Earth Sciences Report 1974-10
This report supplements the hydrogeological reconnaissance map of the northwest segment of the Edmonton map area (NTS 83H), providing some elaboration and discussion of map features.
The topography of the area is predominantly level to gently rolling. The area is drained by the North Saskatchewan and Sturgeon Rivers. These rivers are incised up to 200 feet below the plain level along parts of their course.
The area has a cold, humid continental climate, receiving 17.5 inches of precipitation on average each year, 70 percent as rain. The ground is frozen for 150 days in the average year.

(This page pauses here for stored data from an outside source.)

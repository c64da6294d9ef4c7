//! Network listener configuration.

use serde::Deserialize;
use std::net::SocketAddr;

/// Network listener configuration.
#[derive(Debug, Clone, Deserialize)]
pub struct ListenConfig {
    /// Address to bind to (e.g., "0.0.0.0:3333").
    pub address: SocketAddr,
}
//! State management module.
//!
//! Contains the session [`Registry`] (the only state shared between
//! connections) and the per-connection [`Session`].

mod id;
mod registry;
mod session;

pub use id::{SessionId, SessionIdGenerator};
pub use registry::{Registry, Snapshot};
pub use session::{Session, SessionHandle};
#[cfg(test)]
pub use session::SessionState;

Most of the area is covered by glacial materials, mainly till and clay and silt. Buried valleys are coincident with the two main rivers and contain sand and gravel deposits which are in hydraulic connection with the rivers. The bedrock is the Wapiti Formation of Late Cretaceous age. It is highly heterogeneous consisting of shales, bentonitic sandstones and coal seams.
Yields are fairly high in the sand and gravel aquifers of the drift, particularly those in connection with the river. In the bedrock, yields are typically less than 5 igpm.
Groundwater flow systems in the upper 300 feet are largely controlled by the connection between the river and buried valley sand and gravel deposits, and by the incised nature of the valleys In general, this connection has the effect of restricting region scale discharge areas to narrow bands paralleling the buried valleys.
The chemistry of the groundwaters shows a marked correlation with soil type and drift lithology. Groundwaters in areas covered by till, and clay and silt are typified by the presence of sulfate and higher total dissolved solids. The exchange of calcium for sodium as flow passes from the drift to the bedrock is pronounced and some sulfate reduction occurs in the bedrock.
Infiltration to groundwater systems is thought to be greatly influenced by drift lithology, soil type and topographic position, in addition to meteorologic factors. Areas of sand and gravel in topographically high positions are thought to contribute greatly to infiltration, in contrast to areas of till, and silt and clay in similar topographic positions. It is also thought that most infiltration occurs in the spring after snowmelt and after the ground has thawed.
Bibby, R. (1974): Hydrogeology of the Edmonton area (northwest segment), Alberta; Alberta Research Council, ARC/AGS Earth Sciences Report 1974-10, 13 p.